The use of fossil fuel derived fuels and chemicals is problematic for a variety of reasons including depletion of known reserves, adverse effects on the environment, and political complications. Lignocellulosic biomass stands as a promising alternative to potentially replace a significant portion of fossil derived resources, and it can be locally grown in a sustainable fashion. In the foreseeable future, biorefineries will compete with traditional refineries that convert fossil feedstocks using mostly heterogeneously catalyzed processes at elevated temperatures. It therefore seems that in order to realistically process biomass on a large scale, it is highly likely that heterogeneous catalysis will play a significant role.
One challenge associated with the processing of lignocellulosic biomass is that it is comprised of oxygen rich carbohydrates, while coal and oil are carbon and hydrogen rich. Carbohydrates are polar molecules which typically have low vapor pressure which in turn makes them difficult to process via gas phase reactions. Therefore, large scale processing will likely take place in liquid phase, and water is a good solvent candidate due to its availability and the polar nature of carbohydrates. However, the presence of high temperature liquid phase water poses many challenges for catalytic processes especially considering that many common catalysts were developed for gas-phase reactions. Of specific interest is the material stability of these catalysts in high temperature aqueous phase environments.
This dissertation aims to investigate the structural integrity of some common catalytic materials under typical biomass reforming conditions. There are 3 main objectives of this study: 1) identify potentially stable candidates from commonly used materials, 2) understand the mechanism(s) by which these catalysts degrade, 3) design/modify catalysts in an effort to increase their hydrothermal stability.
The first thrust investigates the behavior of zeolites in hot liquid water. Zeolites are aluminosilicate materials with highly ordered porous structures, and are used in many common catalytic upgrading processes (i.e. fluid catalytic cracking). Two framework types, faujasite and ZSM-5, with different Si/Al ratios were subjected to hot water treatment at 200 °C. It was found that the ZSM-5 framework was highly stable over the course of treatment, independent of the Si/Al ratio, which is consistent with its high stability in steaming environments. The stability of faujasite is highly dependent on the Si/Al ratio, where silicon rich materials are less stable. These findings are opposite that of stability trends in steam, and therefore highlight the importance of investigating catalyst degradation in aqueous environments. The integrity of the aluminum rich materials was attributed to the higher number of Si-O-Al bonds which are less susceptible to cleavage than Si-O-Si bonds.
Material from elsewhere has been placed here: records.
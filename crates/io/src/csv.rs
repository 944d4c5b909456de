// CSV/TSV table reading and canonical CSV export

use std::io::Write;

use slipgen_engine::{CanonicalRecord, NormalizeError, Table};

use crate::decode::decode_text;
use crate::error::IoError;

/// Header row of the canonical CSV export, in column order.
pub const CANONICAL_HEADERS: [&str; 10] = [
    "ProductName",
    "Barcode",
    "ProductType",
    "QuantityReceived",
    "AcceptedDate",
    "Vendor",
    "StrainName",
    "THCContent",
    "CBDContent",
    "SourceSystem",
];

/// Decode and parse a delimited table. The first non-empty line is the
/// header row; fully empty rows are skipped and short rows are padded
/// with empty cells up to the header width.
pub fn read_table(bytes: &[u8]) -> Result<Table, IoError> {
    let content = decode_text(bytes);
    if content.trim().is_empty() {
        return Err(NormalizeError::EmptyInput.into());
    }
    let delimiter = sniff_delimiter(&content);
    log::debug!("CSV delimiter sniffed as {:?}", delimiter as char);
    read_table_with_delimiter(&content, delimiter)
}

pub fn read_table_with_delimiter(content: &str, delimiter: u8) -> Result<Table, IoError> {
    let mut reader = csv::ReaderBuilder::new()
        .delimiter(delimiter)
        .has_headers(false)
        .flexible(true)
        .from_reader(content.as_bytes());

    let mut headers: Option<Vec<String>> = None;
    let mut rows = Vec::new();

    for result in reader.records() {
        let record = result?;
        if record.iter().all(|field| field.trim().is_empty()) {
            continue;
        }
        let mut fields: Vec<String> = record.iter().map(str::to_string).collect();
        match &headers {
            None => headers = Some(fields),
            Some(h) => {
                if fields.len() < h.len() {
                    fields.resize(h.len(), String::new());
                }
                rows.push(fields);
            }
        }
    }

    let headers = headers.ok_or(NormalizeError::EmptyInput)?;
    Ok(Table::new(headers, rows))
}

/// Detect the most likely field delimiter by checking consistency across the first few lines.
///
/// For each candidate (tab, semicolon, comma, pipe), count fields per line. The delimiter
/// that produces the most consistent field count (>1 field) wins.
pub fn sniff_delimiter(content: &str) -> u8 {
    let candidates: &[u8] = &[b'\t', b';', b',', b'|'];
    let sample_lines: Vec<&str> = content
        .lines()
        .filter(|line| !line.trim().is_empty())
        .take(10)
        .collect();

    let mut best = b',';
    let mut best_score = 0u64;

    for &delim in candidates {
        let counts: Vec<usize> = sample_lines
            .iter()
            .map(|line| {
                csv::ReaderBuilder::new()
                    .delimiter(delim)
                    .has_headers(false)
                    .flexible(true)
                    .from_reader(line.as_bytes())
                    .records()
                    .next()
                    .and_then(|r| r.ok())
                    .map(|r| r.len())
                    .unwrap_or(1)
            })
            .collect();

        // The header line must split for the candidate to count
        let target = counts.first().copied().unwrap_or(0);
        if target <= 1 {
            continue;
        }

        // Lines agreeing with the header width, weighted by width
        let consistent = counts.iter().filter(|&&c| c == target).count() as u64;
        let score = consistent * target as u64;

        if score > best_score {
            best_score = score;
            best = delim;
        }
    }

    best
}

/// Write canonical records as CSV. The header row is written even when
/// `records` is empty.
pub fn write_records_csv<W: Write>(records: &[CanonicalRecord], writer: W) -> Result<(), IoError> {
    let mut out = csv::WriterBuilder::new().from_writer(writer);
    out.write_record(CANONICAL_HEADERS)?;
    for r in records {
        out.write_record([
            r.product_name.as_str(),
            r.barcode.as_str(),
            r.product_type.as_str(),
            r.quantity_received.as_str(),
            r.accepted_date.as_str(),
            r.vendor.as_str(),
            r.strain_name.as_str(),
            r.thc_content.as_str(),
            r.cbd_content.as_str(),
            r.source_system.as_str(),
        ])?;
    }
    out.flush()?;
    Ok(())
}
It was also found that the addition of lanthanum modifier was effective in increasing hydrothermal stability.
In the second thrust, the hydrothermal stability of γ-Al2 O3 based catalysts in water at 200 °C are thoroughly investigated, as γ-Al2O3 is used as a catalyst support for many aqueous phase reforming reactions. It was found that the alumina support hydrates and undergoes a phase transformation to form crystalline boehmite (AlOOH) with a subsequent loss in surface area and Lewis acid sites. When metal particles are present on the support, the phase change kinetics are slowed. This behavior is attributed to metal particles adsorbed on “basic” surface OH groups, which are presumed to play a key role in the formation of boehmite. It was also observed that as the support crystallized, metal particles underwent sintering. It is therefore concluded that γ-Al 2O3 suffers detrimental changes in aqueous phase reforming environments associated with the material phase change, but capping specific surface hydroxyls presents a viable route to increase the hydrothermal stability.
The third thrust examines how metal precursor affects the stability of a γ-Al2O3 supported catalyst and in turn what effect this has on a model biomass reaction (aqueous phase conversion of cellulose to sorbitol). It was found that the metal precursor used in catalyst synthesis changes the boehmite formation kinetics and also affects alumina support dissolution. It was demonstrated that dissolved aluminum cations are active for cellulose hydrolysis which is the first step in the formation of sorbitol; therefore, catalyst integrity was shown to directly affect activity for a model biomass reforming reaction. This again highlights the importance of hydrothermal stability as it can influence reaction mechanisms.
The fourth and final thrust aims to stabilize a γ-Al2O 3 supported catalyst for aqueous phase reforming of sorbitol to produce hydrogen. The information gained from the previous thrusts was used to modify a Pt/γ-Al2O3 catalyst. A silicon layer was deposited on the catalyst with two different silicon containing precursors. It was found that these silicon treatments are effective in protecting the catalyst from boehmite formation upon exposure to hot liquid water. The increase in stability is attributed to resilient Si-O-Al linkages and an observed decrease in basic surface hydroxyls which were previously found to play a key role in boehmite formation. In addition to increased stability, the silicon treatments result in stabilization against metal particle sintering and an increase in turnover number for hydrogen production. These results illustrate an effective method of increasing the hydrothermal stability of a γ-Al2O 3 supported catalyst for use in aqueous phase reforming reactions. This method may be applicable to other catalyst supports.